Philip Hart took me into the yard to see them up close. The pure wolf, a waist-high male, ran at me. He was a lithe seventy-five pounds, not especially large for a wolf, but bigger than most dogs. I offered him a smell of my closed hand, as I would a strange dog. His perfect teeth were white, not even slightly yellow, and his coat was an unbroken white too. He took my hand in his mouth and held it there. The point of one long canine tooth rested on the knuckle of my forefinger, and further back another tooth clicked against my wedding band. I told him how handsome he was. His mouth had no trouble accommodating my fist. I took a good look at the carnassial teeth on the side of his jaw, the specialized ones with which a wolf shears meat from a carcass. I didn’t think he would have much trouble removing my hand.

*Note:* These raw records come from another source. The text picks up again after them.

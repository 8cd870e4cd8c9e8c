//! Recently viewed messages, newest first.
//!
//! The list is capped at [`HISTORY_CAPACITY`] entries and never holds two
//! entries with the same message text. It is stored as one JSON array under
//! [`HISTORY_KEY`].

use tracing::{debug, warn};

use sharetext_shared::constants::{HISTORY_CAPACITY, HISTORY_KEY, NO_MESSAGE_SENTINEL};

use crate::database::Database;
use crate::error::Result;
use crate::models::HistoryItem;

pub struct HistoryCache {
    db: Database,
    items: Vec<HistoryItem>,
}

impl HistoryCache {
    /// Load the persisted list. A missing or unreadable value yields an
    /// empty history.
    pub fn load(db: Database) -> Result<Self> {
        let items = match db.get_value(HISTORY_KEY)? {
            Some(json) => match serde_json::from_str::<Vec<HistoryItem>>(&json) {
                Ok(items) => dedup_capped(items),
                Err(e) => {
                    warn!(error = %e, "Discarding corrupt history cache");
                    Vec::new()
                }
            },
            None => Vec::new(),
        };

        debug!(entries = items.len(), "History loaded");
        Ok(Self { db, items })
    }

    pub fn items(&self) -> &[HistoryItem] {
        &self.items
    }

    pub fn get(&self, index: usize) -> Option<&HistoryItem> {
        self.items.get(index)
    }

    pub fn len(&self) -> usize {
        self.items.len()
    }

    pub fn is_empty(&self) -> bool {
        self.items.is_empty()
    }

    /// Prepend `message` and persist. Returns `false` without touching the
    /// list when the message is empty, the empty-store sentinel, or already
    /// present.
    pub fn record(&mut self, message: &str, timestamp_ms: i64) -> Result<bool> {
        if message.is_empty() || message == NO_MESSAGE_SENTINEL {
            return Ok(false);
        }
        if self.items.iter().any(|item| item.message == message) {
            return Ok(false);
        }

        let mut next = Vec::with_capacity(HISTORY_CAPACITY);
        next.push(HistoryItem::new(message, timestamp_ms));
        next.extend(self.items.iter().take(HISTORY_CAPACITY - 1).cloned());

        self.persist(&next)?;
        self.items = next;
        Ok(true)
    }

    pub fn clear(&mut self) -> Result<()> {
        self.db.delete_value(HISTORY_KEY)?;
        self.items.clear();
        Ok(())
    }

    fn persist(&self, items: &[HistoryItem]) -> Result<()> {
        let json = serde_json::to_string(items)?;
        self.db.set_value(HISTORY_KEY, &json)
    }
}

/// Keep the first occurrence of each message, up to [`HISTORY_CAPACITY`].
/// Another writer may have stored a list that breaks either rule.
fn dedup_capped(items: Vec<HistoryItem>) -> Vec<HistoryItem> {
    let mut kept: Vec<HistoryItem> = Vec::with_capacity(HISTORY_CAPACITY);
    for item in items {
        if kept.len() == HISTORY_CAPACITY {
            break;
        }
        if !kept.iter().any(|k| k.message == item.message) {
            kept.push(item);
        }
    }
    kept
}

#[cfg(test)]
mod tests {
    use super::*;

    fn empty_cache() -> HistoryCache {
        HistoryCache::load(Database::open_in_memory().unwrap()).unwrap()
    }

    #[test]
    fn test_newest_first() {
        let mut cache = empty_cache();
        assert!(cache.record("first", 1).unwrap());
        assert!(cache.record("second", 2).unwrap());

        let messages: Vec<_> = cache.items().iter().map(|i| i.message.as_str()).collect();
        assert_eq!(messages, ["second", "first"]);
    }

    #[test]
    fn test_capped_at_ten() {
        let mut cache = empty_cache();
        for i in 0..11 {
            cache.record(&format!("message {i}"), i).unwrap();
        }

        assert_eq!(cache.len(), HISTORY_CAPACITY);
        assert_eq!(cache.get(0).unwrap().message, "message 10");
        assert_eq!(cache.get(9).unwrap().message, "message 1");
        assert!(cache.items().iter().all(|i| i.message != "message 0"));
    }

    #[test]
    fn test_duplicate_dropped_not_reordered() {
        let mut cache = empty_cache();
        cache.record("a", 1).unwrap();
        cache.record("b", 2).unwrap();

        assert!(!cache.record("a", 3).unwrap());
        let messages: Vec<_> = cache.items().iter().map(|i| i.message.as_str()).collect();
        assert_eq!(messages, ["b", "a"]);
        assert_eq!(cache.get(1).unwrap().timestamp, 1);
    }

    #[test]
    fn test_skips_empty_and_sentinel() {
        let mut cache = empty_cache();
        assert!(!cache.record("", 1).unwrap());
        assert!(!cache.record(NO_MESSAGE_SENTINEL, 1).unwrap());
        assert!(cache.is_empty());
    }

    #[test]
    fn test_persists_across_loads() {
        let dir = tempfile::tempdir().unwrap();
        let path = dir.path().join("history.db");

        {
            let mut cache = HistoryCache::load(Database::open_at(&path).unwrap()).unwrap();
            cache.record("keep me", 7).unwrap();
        }

        let cache = HistoryCache::load(Database::open_at(&path).unwrap()).unwrap();
        assert_eq!(cache.items(), &[HistoryItem::new("keep me", 7)]);
    }

    #[test]
    fn test_corrupt_value_loads_empty() {
        let db = Database::open_in_memory().unwrap();
        db.set_value(HISTORY_KEY, "not json").unwrap();

        let cache = HistoryCache::load(db).unwrap();
        assert!(cache.is_empty());
    }

    #[test]
    fn test_load_drops_duplicates_keeping_first() {
        let db = Database::open_in_memory().unwrap();
        let stored = vec![
            HistoryItem::new("a", 3),
            HistoryItem::new("b", 2),
            HistoryItem::new("a", 1),
        ];
        db.set_value(HISTORY_KEY, &serde_json::to_string(&stored).unwrap())
            .unwrap();

        let cache = HistoryCache::load(db).unwrap();
        assert_eq!(cache.items(), &[HistoryItem::new("a", 3), HistoryItem::new("b", 2)]);
    }

    #[test]
    fn test_load_truncates_oversized_list() {
        let db = Database::open_in_memory().unwrap();
        let stored: Vec<_> = (0..15)
            .map(|i| HistoryItem::new(format!("m{i}"), i))
            .collect();
        db.set_value(HISTORY_KEY, &serde_json::to_string(&stored).unwrap())
            .unwrap();

        let cache = HistoryCache::load(db).unwrap();
        assert_eq!(cache.len(), HISTORY_CAPACITY);
        assert_eq!(cache.get(0).unwrap().message, "m0");
        assert_eq!(cache.get(9).unwrap().message, "m9");
    }

    #[test]
    fn test_clear() {
        let mut cache = empty_cache();
        cache.record("gone", 1).unwrap();
        cache.clear().unwrap();
        assert!(cache.is_empty());
        assert_eq!(cache.db.get_value(HISTORY_KEY).unwrap(), None);
    }
}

“He’s being friendly,” Hart said. “If he wanted to hurt you, he would have come at you with his mouth closed.” The wolf released my hand and put his fore-paws on my chest, standing on his hind legs to look me in the eye. I thought I should have been terrified, but I wasn’t. I could read the wolf’s body language. It was the same language dogs use, a language people read without thinking about it. Posture, tail, ears, and hackles had told me I was never in danger.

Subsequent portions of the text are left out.